Few-Shot Learning Based on GAN and Model Fine-Tuning
Hao Cui, Hua Deng, Yangwu Deng, Kexin Li, Wanguo Wang, Zhenli Wang, Weifan Sun · 2025
Accurate identification of devices such as transformers, switches, transmission lines and poles is becoming increas$\boldsymbol{\gamma}$ingly important as the demand for automated monitoring and control in the power and energy industries increases. Traditional image classification methods often face performance bottlenecks due to insufficient samples and data imbalance. In this paper, we propose a few-shot learning based on data enhancement and model fine-tuning, which first generates images using conditional generative adversarial network (cGAN) to expand the training dataset, enhance the sample diversity, and solve the problem of uneven sample sizes in different categories.
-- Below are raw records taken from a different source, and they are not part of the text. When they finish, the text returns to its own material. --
//! 輸入快照：單次分配運算所需的四張資料表

use rust_decimal::Decimal;
use serde::{Deserialize, Serialize};
use std::collections::HashSet;

use crate::{AllocError, GeoPoint, InventoryRecord, Order, Product, Result, Warehouse};

/// 輸入資料快照
///
/// 分配引擎只讀取快照，不會修改其中任何記錄。
#[derive(Debug, Clone, Default, Serialize, Deserialize)]
pub struct Snapshot {
    pub warehouses: Vec<Warehouse>,
    pub products: Vec<Product>,
    pub inventory: Vec<InventoryRecord>,
    pub orders: Vec<Order>,
}

impl Snapshot {
    /// 創建新的快照
    pub fn new(
        warehouses: Vec<Warehouse>,
        products: Vec<Product>,
        inventory: Vec<InventoryRecord>,
        orders: Vec<Order>,
    ) -> Self {
        Self {
            warehouses,
            products,
            inventory,
            orders,
        }
    }

    /// 依 ID 查詢倉庫
    pub fn warehouse(&self, id: &str) -> Option<&Warehouse> {
        self.warehouses.iter().find(|w| w.id == id)
    }

    /// 依 ID 查詢產品
    pub fn product(&self, id: &str) -> Option<&Product> {
        self.products.iter().find(|p| p.id == id)
    }

    /// 檢查參照完整性與數值不變量
    ///
    /// 任何違反都會立即回傳錯誤；需求數量非正的訂單不在此檢查，
    /// 由分配引擎逐筆拒絕。
    pub fn validate(&self) -> Result<()> {
        let mut warehouse_ids = HashSet::new();
        for warehouse in &self.warehouses {
            if !warehouse_ids.insert(warehouse.id.as_str()) {
                return Err(AllocError::DuplicateId {
                    table: "倉庫",
                    id: warehouse.id.clone(),
                });
            }
            check_non_negative(&warehouse.id, "capacity", warehouse.capacity)?;
            check_non_negative(&warehouse.id, "storage_cost", warehouse.storage_cost)?;
            check_coordinate(&warehouse.id, &warehouse.location)?;
        }

        let mut product_ids = HashSet::new();
        for product in &self.products {
            if !product_ids.insert(product.id.as_str()) {
                return Err(AllocError::DuplicateId {
                    table: "產品",
                    id: product.id.clone(),
                });
            }
            check_non_negative(&product.id, "unit_cost", product.unit_cost)?;
            check_non_negative(&product.id, "reorder_point", product.reorder_point)?;
        }

        let mut record_keys = HashSet::new();
        for record in &self.inventory {
            if !warehouse_ids.contains(record.warehouse_id.as_str()) {
                return Err(AllocError::UnknownWarehouse(record.warehouse_id.clone()));
            }
            if !product_ids.contains(record.product_id.as_str()) {
                return Err(AllocError::UnknownProduct(record.product_id.clone()));
            }
            if !record_keys.insert((record.warehouse_id.as_str(), record.product_id.as_str())) {
                return Err(AllocError::DuplicateInventoryRecord {
                    warehouse_id: record.warehouse_id.clone(),
                    product_id: record.product_id.clone(),
                });
            }
            check_non_negative(
                &format!("{}/{}", record.warehouse_id, record.product_id),
                "quantity",
                record.quantity,
            )?;
        }

        let mut order_ids = HashSet::new();
        for order in &self.orders {
            if !order_ids.insert(order.id.as_str()) {
                return Err(AllocError::DuplicateId {
                    table: "訂單",
                    id: order.id.clone(),
                });
            }
            if !product_ids.contains(order.product_id.as_str()) {
                return Err(AllocError::UnknownProduct(order.product_id.clone()));
            }
            check_coordinate(&order.id, &order.destination)?;
        }

        Ok(())
    }
}

fn check_non_negative(entity: &str, field: &'static str, value: Decimal) -> Result<()> {
    if value < Decimal::ZERO {
        return Err(AllocError::NegativeValue {
            entity: entity.to_string(),
            field,
            value,
        });
    }
    Ok(())
}

fn check_coordinate(owner: &str, point: &GeoPoint) -> Result<()> {
    if !point.is_valid() {
        return Err(AllocError::InvalidCoordinate {
            owner: owner.to_string(),
            lat: point.latitude,
            lon: point.longitude,
        });
    }
    Ok(())
}
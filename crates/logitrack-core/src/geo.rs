//! 地理座標與距離

use serde::{Deserialize, Serialize};

/// 地球半徑（公里）
pub const EARTH_RADIUS_KM: f64 = 6371.0;

/// 經緯度座標（度）
#[derive(Debug, Clone, Copy, PartialEq, Serialize, Deserialize)]
pub struct GeoPoint {
    /// 緯度
    pub latitude: f64,
    /// 經度
    pub longitude: f64,
}

impl GeoPoint {
    /// 創建新的座標
    pub fn new(latitude: f64, longitude: f64) -> Self {
        Self {
            latitude,
            longitude,
        }
    }

    /// 檢查座標是否落在合法範圍內
    pub fn is_valid(&self) -> bool {
        self.latitude.is_finite()
            && self.longitude.is_finite()
            && (-90.0..=90.0).contains(&self.latitude)
            && (-180.0..=180.0).contains(&self.longitude)
    }

    /// 大圓距離（Haversine，公里）
    ///
    /// 成本模型與路線繪製共用此函數，兩者的距離必須一致。
    pub fn distance_km(&self, other: &GeoPoint) -> f64 {
        let lat1 = self.latitude.to_radians();
        let lat2 = other.latitude.to_radians();
        let dlat = lat2 - lat1;
        let dlon = (other.longitude - self.longitude).to_radians();

        let a = (dlat / 2.0).sin().powi(2) + lat1.cos() * lat2.cos() * (dlon / 2.0).sin().powi(2);
        let c = 2.0 * a.sqrt().atan2((1.0 - a).sqrt());

        EARTH_RADIUS_KM * c
    }
}

#[cfg(test)]
mod tests {
    use super::*;

    #[test]
    fn test_zero_distance() {
        let mumbai = GeoPoint::new(19.0760, 72.8777);
        assert_eq!(mumbai.distance_km(&mumbai), 0.0);
    }

    #[test]
    fn test_known_distance() {
        // 孟買 -> 德里 約 1150 公里
        let mumbai = GeoPoint::new(19.0760, 72.8777);
        let delhi = GeoPoint::new(28.7041, 77.1025);
        let d = mumbai.distance_km(&delhi);
        assert!((d - 1150.0).abs() < 15.0, "distance was {}", d);
    }

    #[test]
    fn test_distance_is_symmetric() {
        let a = GeoPoint::new(12.9716, 77.5946);
        let b = GeoPoint::new(22.5726, 88.3639);
        assert!((a.distance_km(&b) - b.distance_km(&a)).abs() < 1e-9);
    }

    #[test]
    fn test_coordinate_validation() {
        assert!(GeoPoint::new(0.0, 0.0).is_valid());
        assert!(GeoPoint::new(-90.0, 180.0).is_valid());
        assert!(!GeoPoint::new(91.0, 0.0).is_valid());
        assert!(!GeoPoint::new(0.0, -180.5).is_valid());
        assert!(!GeoPoint::new(f64::NAN, 0.0).is_valid());
    }
}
Subsequently, the pretrained ResNet50 model is fine-tuned according to the enhanced dataset to better adapt to the characteristics of power equipment. The experimental results show that after data enhancement and model fine-tuning, the classification accuracy of transformers and poles reaches 92% and 90% respectively, and the classification accuracy of switches and transmission lines is 88% and 85% respectively. The overall average accuracy is 89.75%, which proves the effectiveness of the model in the power equipment image classification task.